1. An offering is not an offering unless it is freely given! Mark records Jesus as a people watcher. He loved to see what people did and he saw their intent which was frequently reflected in their actions. We find Jesus sitting “opposite the place where the offerings were put and [he] watched the crowd putting their money into the temple treasury.” Individuals were coming and going. They were focused on placing their offerings into the “horns” which were placed in the Court of the Women. Barnes relates, “In that court there were fixed a number of places or coffers, made with a large open mouth in the shape of a trumpet, for the purpose of receiving the offerings of the people; and the money thus contributed was devoted to the service of the temple - to incense, sacrifices, etc.” As Jesus watched “Many rich people threw in large amounts.” These rich folks were the same ones who loved “to pray standing in the synagogues and on the street corners to be seen by men.” (Matthew 6:5) And these were the same rich folks, who loved “to be greeted in the marketplaces and to have men call them ‘Rabbi.’” (Matthew 23:7) Jesus would relate, “I tell you the truth, they have received their reward in full.” The old adage that actions speak louder than words rings true here. These hypocrites manifested the same spirit about giving as they did about their prayer; it was done in public places for public accolades. It was done for public praise! In contrast, Jesus also watches as “a poor widow came and put in two very small copper coins, worth only a fraction of a penny.” We call this a “mite”, from the French, miete, which signifies a crumb, or very small morsel. The Greek word is lepton, which was the smallest coin minted at that time, worth about 1/64 of a day’s wage. It reminds us of the woman who told Jesus that, “even the dogs eat the crumbs that fall from their masters’ table.” Only a morsel could she give and only a morsel did she expect in return, but her action speaks volumes. We live in a day and age where people actually think that their words of compassion carry the same weight as someone else’s acts of faith. There are those who measure their giving by their intent and billionaires who give a pittance compared to their amassed wealth. Far too often, however, Christians are the ones guilty of giving, like Dickens' Scrooge, mere morsels to Jesus and expecting a banquet in return. We should never forget that our actions reflect our heart’s intention.

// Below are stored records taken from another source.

// ABOUTME: Throttled background importer gated by a persisted last-run timestamp
// ABOUTME: Runs at most one authenticated import call per activation, once per cooldown window
//
// SPDX-License-Identifier: MIT OR Apache-2.0
// Copyright (c) 2025 Pierre Fitness Intelligence

//! # Throttled Background Importer
//!
//! Each activation reads `"<provider>_last_import"` from a key-value store. If the
//! cooldown window has not elapsed the importer stops there. Otherwise it fetches the
//! session token, calls the import endpoint, and records the activation time only when
//! the endpoint answers with a success status.
//!
//! Failures never advance the timestamp, so every later activation retries until one
//! succeeds. There is no locking across concurrent activations; two clients can both
//! pass the gate before either writes, which the import endpoint tolerates.

/// Import endpoint client
pub mod client;
/// Session token sources
pub mod session;
/// Key-value stores for the last-import timestamp
pub mod store;

pub use client::{HttpImportClient, ImportApi, ImportError, ImportStatus};
pub use session::{SessionTokenSource, StaticSession};
pub use store::{FileStore, KeyValueStore, MemoryStore, StoreError};

use crate::constants::import::{last_import_key, COOLDOWN_MS, LOOKBACK_DAYS};
use crate::providers::OAuthProvider;
use chrono::{DateTime, Utc};
use std::sync::atomic::{AtomicBool, Ordering};
use std::sync::Arc;
use tracing::{debug, info, warn};

/// What an activation did
#[derive(Debug, Clone, PartialEq, Eq)]
pub enum ImportOutcome {
    /// Last successful import is inside the cooldown window; nothing was called
    CoolingDown {
        /// Milliseconds until the next activation becomes eligible
        remaining_ms: i64,
    },
    /// Eligible, but nobody is signed in; nothing was called
    NoSession,
    /// Import endpoint answered with success and the timestamp was advanced
    Imported,
    /// Import call failed; the timestamp was left untouched
    Failed {
        /// Status code or transport error, for logs
        reason: String,
    },
}

/// Cooldown-gated trigger for one provider's import endpoint
pub struct ThrottledImporter {
    provider: OAuthProvider,
    store: Arc<dyn KeyValueStore>,
    session: Arc<dyn SessionTokenSource>,
    api: Arc<dyn ImportApi>,
    cooldown_ms: i64,
    lookback_days: u32,
}

impl ThrottledImporter {
    /// Importer with the standard 12 hour cooldown and 30 day lookback
    #[must_use]
    pub fn new(
        provider: OAuthProvider,
        store: Arc<dyn KeyValueStore>,
        session: Arc<dyn SessionTokenSource>,
        api: Arc<dyn ImportApi>,
    ) -> Self {
        Self {
            provider,
            store,
            session,
            api,
            cooldown_ms: COOLDOWN_MS,
            lookback_days: LOOKBACK_DAYS,
        }
    }

    /// Storage key holding this provider's last successful import
    #[must_use]
    pub fn storage_key(&self) -> String {
        last_import_key(self.provider.name())
    }

    /// Last successful import in epoch milliseconds; 0 when absent or unreadable
    #[must_use]
    pub fn last_run_ms(&self) -> i64 {
        self.store
            .get(&self.storage_key())
            .and_then(|raw| raw.trim().parse::<i64>().ok())
            .unwrap_or(0)
    }

    /// Whether an activation at `now_ms` may call the import endpoint
    #[must_use]
    pub fn is_eligible(&self, now_ms: i64) -> bool {
        now_ms.saturating_sub(self.last_run_ms()) >= self.cooldown_ms
    }

    /// Run one activation at `now`
    pub async fn check_and_maybe_import(&self, now: DateTime<Utc>) -> ImportOutcome {
        let now_ms = now.timestamp_millis();
        let elapsed = now_ms.saturating_sub(self.last_run_ms());
        if elapsed < self.cooldown_ms {
            let remaining_ms = self.cooldown_ms.saturating_sub(elapsed);
            debug!(provider = %self.provider, remaining_ms, "Import cooling down");
            return ImportOutcome::CoolingDown { remaining_ms };
        }

        let Some(token) = self.session.session_token().await else {
            debug!(provider = %self.provider, "No session, skipping import");
            return ImportOutcome::NoSession;
        };

        let reason = match self.api.trigger_import(&token, self.lookback_days).await {
            Ok(status) if status.is_success() => {
                self.record_success(now_ms);
                return ImportOutcome::Imported;
            }
            Ok(status) => format!("import endpoint returned HTTP {}", status.code),
            Err(e) => e.to_string(),
        };

        debug!(provider = %self.provider, %reason, "Import attempt failed, will retry next activation");
        ImportOutcome::Failed { reason }
    }

    fn record_success(&self, now_ms: i64) {
        info!(provider = %self.provider, "Activity import triggered");
        if let Err(e) = self.store.set(&self.storage_key(), &now_ms.to_string()) {
            warn!(provider = %self.provider, "Failed to record import time: {e}");
        }
    }
}

/// Lifecycle hook that fires the importer once per view
///
/// The first call to [`ImportLifecycle::on_view_ready`] runs an activation; every later
/// call on the same instance is a no-op.
pub struct ImportLifecycle {
    importer: ThrottledImporter,
    fired: AtomicBool,
}

impl ImportLifecycle {
    /// Wrap an importer
    #[must_use]
    pub const fn new(importer: ThrottledImporter) -> Self {
        Self {
            importer,
            fired: AtomicBool::new(false),
        }
    }

    /// Run the importer if this is the first time the view became ready
    pub async fn on_view_ready(&self, now: DateTime<Utc>) -> Option<ImportOutcome> {
        if self.fired.swap(true, Ordering::SeqCst) {
            return None;
        }
        Some(self.importer.check_and_maybe_import(now).await)
    }

    /// The wrapped importer
    #[must_use]
    pub const fn importer(&self) -> &ThrottledImporter {
        &self.importer
    }
}
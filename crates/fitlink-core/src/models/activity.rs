// ABOUTME: Imported fitness activity record as stored by the backend
// ABOUTME: Read-only from the dashboard's perspective, ordered by start date
//
// SPDX-License-Identifier: MIT OR Apache-2.0
// Copyright (c) 2025 Pierre Fitness Intelligence

use chrono::{DateTime, Utc};
use serde::{Deserialize, Serialize};
use uuid::Uuid;

/// A single imported fitness activity
#[derive(Debug, Clone, PartialEq, Serialize, Deserialize)]
pub struct Activity {
    /// Provider-scoped activity identifier
    pub id: String,
    /// Owner of the activity
    pub user_id: Uuid,
    /// Provider the activity was imported from (e.g. "strava")
    pub provider: String,
    /// Activity title
    pub name: String,
    /// Provider sport type (e.g. "Run", "Ride")
    pub sport_type: String,
    /// When the activity started (UTC)
    pub start_date: DateTime<Utc>,
    /// Distance covered in meters
    #[serde(skip_serializing_if = "Option::is_none")]
    pub distance_meters: Option<f64>,
    /// Elapsed time in seconds
    #[serde(skip_serializing_if = "Option::is_none")]
    pub duration_seconds: Option<i64>,
}
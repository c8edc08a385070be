// ABOUTME: Logging configuration and structured logging setup for observability and debugging
// ABOUTME: Configures log levels, formatters, and output destinations for the server and sync client
//
// Licensed under either of Apache License, Version 2.0 or MIT License at your option.
// Copyright ©2025 Async-IO.org

//! Production-ready logging configuration with structured output

use crate::constants::service_names;
use anyhow::{Context, Result};
use std::env;
use std::io;
use tracing::info;
use tracing_subscriber::{
    fmt::{self, format::FmtSpan},
    layer::SubscriberExt,
    util::SubscriberInitExt,
    EnvFilter,
};

/// Logging configuration
#[derive(Debug, Clone)]
pub struct LoggingConfig {
    /// Log level (trace, debug, info, warn, error)
    pub level: String,
    /// Output format (json, pretty, compact)
    pub format: LogFormat,
    /// Include source file and line numbers
    pub include_location: bool,
    /// Include span open/close events
    pub include_spans: bool,
    /// Service name for structured logging
    pub service_name: String,
    /// Service version
    pub service_version: String,
    /// Environment (development, staging, production)
    pub environment: String,
}

/// Log output format options
#[derive(Debug, Clone, Copy, PartialEq, Eq)]
pub enum LogFormat {
    /// `JSON` format for production logging
    Json,
    /// Pretty format for development
    Pretty,
    /// Compact format for space-constrained environments
    Compact,
}

impl LogFormat {
    /// Parse the `LOG_FORMAT` value, defaulting to pretty
    #[must_use]
    pub fn from_str_or_default(value: &str) -> Self {
        match value {
            "json" => Self::Json,
            "compact" => Self::Compact,
            _ => Self::Pretty,
        }
    }
}

impl Default for LoggingConfig {
    fn default() -> Self {
        Self {
            level: "info".into(),
            format: LogFormat::Pretty,
            include_location: false,
            include_spans: false,
            service_name: service_names::FITLINK_SERVER.into(),
            service_version: env!("CARGO_PKG_VERSION").to_owned(),
            environment: "development".into(),
        }
    }
}

impl LoggingConfig {
    /// Create logging configuration from environment variables
    #[must_use]
    pub fn from_env() -> Self {
        let level = env::var("RUST_LOG").unwrap_or_else(|_| "info".into());
        let format = LogFormat::from_str_or_default(&env::var("LOG_FORMAT").unwrap_or_default());
        let environment = env::var("ENVIRONMENT").unwrap_or_else(|_| "development".into());
        let is_production = environment == "production";

        Self {
            level,
            format,
            include_location: is_production || env::var("LOG_INCLUDE_LOCATION").is_ok(),
            include_spans: is_production || env::var("LOG_INCLUDE_SPANS").is_ok(),
            service_name: env::var("SERVICE_NAME")
                .unwrap_or_else(|_| service_names::FITLINK_SERVER.into()),
            service_version: env::var("SERVICE_VERSION")
                .unwrap_or_else(|_| env!("CARGO_PKG_VERSION").to_owned()),
            environment,
        }
    }

    /// Set the service name reported in startup logs
    #[must_use]
    pub fn with_service_name(mut self, service_name: impl Into<String>) -> Self {
        self.service_name = service_name.into();
        self
    }

    /// Use `level` (e.g. the server's `LOG_LEVEL`) unless `RUST_LOG` is set
    #[must_use]
    pub fn with_fallback_level(mut self, level: impl std::fmt::Display) -> Self {
        if env::var("RUST_LOG").is_err() {
            self.level = level.to_string();
        }
        self
    }

    /// Build the filter: `RUST_LOG` (or the configured level) plus noise reduction
    fn env_filter(&self) -> EnvFilter {
        let directive = env::var("RUST_LOG").unwrap_or_else(|_| self.level.clone());
        let mut filter = EnvFilter::new(directive);
        for noisy in [
            "hyper=warn",
            "hyper::proto=warn",
            "reqwest=warn",
            "sqlx=warn",
            "tower_http=info",
        ] {
            if let Ok(parsed) = noisy.parse() {
                filter = filter.add_directive(parsed);
            }
        }
        filter
    }

    /// Initialize the global tracing subscriber
    ///
    /// # Errors
    ///
    /// Returns an error if a global subscriber is already installed
    pub fn init(&self) -> Result<()> {
        let registry = tracing_subscriber::registry().with(self.env_filter());
        let span_events = if self.include_spans {
            FmtSpan::NEW | FmtSpan::CLOSE
        } else {
            FmtSpan::NONE
        };

        match self.format {
            LogFormat::Json => registry
                .with(
                    fmt::layer()
                        .with_file(self.include_location)
                        .with_line_number(self.include_location)
                        .with_target(true)
                        .with_writer(io::stdout)
                        .with_span_events(span_events)
                        .json(),
                )
                .try_init(),
            LogFormat::Pretty => registry
                .with(
                    fmt::layer()
                        .with_file(self.include_location)
                        .with_line_number(self.include_location)
                        .with_target(true)
                        .with_writer(io::stdout)
                        .with_span_events(span_events),
                )
                .try_init(),
            LogFormat::Compact => registry
                .with(
                    fmt::layer()
                        .compact()
                        .with_target(false)
                        .with_writer(io::stdout),
                )
                .try_init(),
        }
        .context("Failed to install tracing subscriber")?;

        info!(
            service.name = %self.service_name,
            service.version = %self.service_version,
            environment = %self.environment,
            log.level = %self.level,
            log.format = ?self.format,
            "Logging initialized"
        );

        Ok(())
    }
}

#[cfg(test)]
mod tests {
    use super::*;
    use serial_test::serial;

    #[test]
    fn test_log_format_parsing() {
        assert_eq!(LogFormat::from_str_or_default("json"), LogFormat::Json);
        assert_eq!(LogFormat::from_str_or_default("compact"), LogFormat::Compact);
        assert_eq!(LogFormat::from_str_or_default(""), LogFormat::Pretty);
    }

    #[test]
    fn test_with_service_name() {
        let config = LoggingConfig::default().with_service_name("fitlink-sync");
        assert_eq!(config.service_name, "fitlink-sync");
    }

    #[test]
    #[serial]
    fn test_fallback_level_applies_without_rust_log() {
        env::remove_var("RUST_LOG");
        let config = LoggingConfig::from_env().with_fallback_level("debug");
        assert_eq!(config.level, "debug");

        env::set_var("RUST_LOG", "warn");
        let config = LoggingConfig::from_env().with_fallback_level("debug");
        assert_eq!(config.level, "warn");
        env::remove_var("RUST_LOG");
    }
}
// ABOUTME: Axum HTTP testing utilities for integration tests
// ABOUTME: Provides helpers to test Axum routes without running a full server

use axum::{
    body::Body,
    http::{HeaderMap, Method, Request, StatusCode},
    Router,
};
use tower::ServiceExt;

/// Helper to build and execute HTTP requests against Axum routers
pub struct AxumTestRequest {
    method: Method,
    uri: String,
    headers: Vec<(String, String)>,
}

impl AxumTestRequest {
    /// Create a new GET request
    pub fn get(uri: &str) -> Self {
        Self {
            method: Method::GET,
            uri: uri.to_owned(),
            headers: Vec::new(),
        }
    }

    /// Add a header to the request
    pub fn header(mut self, key: &str, value: &str) -> Self {
        self.headers.push((key.to_owned(), value.to_owned()));
        self
    }

    /// Add a bearer token
    pub fn bearer(self, token: &str) -> Self {
        self.header("authorization", &format!("Bearer {token}"))
    }

    /// Execute the request against an Axum router
    pub async fn send(self, app: Router) -> AxumTestResponse {
        let mut builder = Request::builder().method(self.method).uri(self.uri);

        for (key, value) in self.headers {
            builder = builder.header(key, value);
        }

        let request = builder
            .body(Body::empty())
            .expect("Failed to build request");

        let response = app
            .oneshot(request)
            .await
            .expect("Failed to execute request");

        AxumTestResponse::from_response(response).await
    }
}

/// Wrapper around Axum HTTP response for testing
pub struct AxumTestResponse {
    status: StatusCode,
    headers: HeaderMap,
    body: Vec<u8>,
}

impl AxumTestResponse {
    /// Create from response by eagerly reading the body
    async fn from_response(response: axum::http::Response<Body>) -> Self {
        use axum::body::to_bytes;
        let status = response.status();
        let headers = response.headers().clone();
        let body = to_bytes(response.into_body(), usize::MAX)
            .await
            .expect("Failed to read response body")
            .to_vec();
        Self {
            status,
            headers,
            body,
        }
    }

    /// Get the response status code as u16 for easy assertion
    pub const fn status(&self) -> u16 {
        self.status.as_u16()
    }

    /// Get a response header as a string
    pub fn header(&self, name: &str) -> Option<String> {
        self.headers
            .get(name)
            .map(|v| v.to_str().expect("Header is not UTF-8").to_owned())
    }

    /// `Location` header parsed as a URL
    pub fn location_url(&self) -> url::Url {
        let location = self.header("location").expect("Missing Location header");
        url::Url::parse(&location).expect("Location is not an absolute URL")
    }

    /// Get the response body as a JSON value
    pub fn json<T: serde::de::DeserializeOwned>(self) -> T {
        serde_json::from_slice(&self.body).expect("Failed to deserialize JSON response")
    }

    /// Get the response body as a string
    pub fn text(self) -> String {
        String::from_utf8(self.body).expect("Failed to decode response as UTF-8")
    }
}

#[cfg(test)]
mod tests {
    use super::*;
    use axum::routing::get;

    #[tokio::test]
    async fn test_axum_test_request_with_header() {
        let app = Router::new().route(
            "/test",
            get(|headers: axum::http::HeaderMap| async move {
                headers
                    .get("x-custom")
                    .and_then(|v| v.to_str().ok())
                    .unwrap_or("missing")
                    .to_owned()
            }),
        );
        let response = AxumTestRequest::get("/test")
            .header("x-custom", "test-value")
            .send(app)
            .await;
        assert_eq!(response.status(), 200);
        assert_eq!(response.text(), "test-value");
    }
}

EXAMPLE: Visible reminders are good for our lives. I keep pictures of those I love near my computer. I often reach out and touch them as I work and pray for them. These are not some good luck charm or talisman, but rather a way for me to be reminded of those who mean a lot to me. Believers should be the visible reminders of Jesus to the world around them. We should be visible reminders of his compassion, his sacrifice, his grace, his forgiveness, and his charity. Are you willing to serve, to give as you should, to witness, and to be a visible reminder to others of Christ in you? What are your visible reminders of Jesus? Open the moth-ridden coin purse of your life, unwrap your generosity this year and give of your time, talent, and treasure. Jesus would remind us that our giving reflects our heart. It is a visible reminder of who we believe in and trust with our lives.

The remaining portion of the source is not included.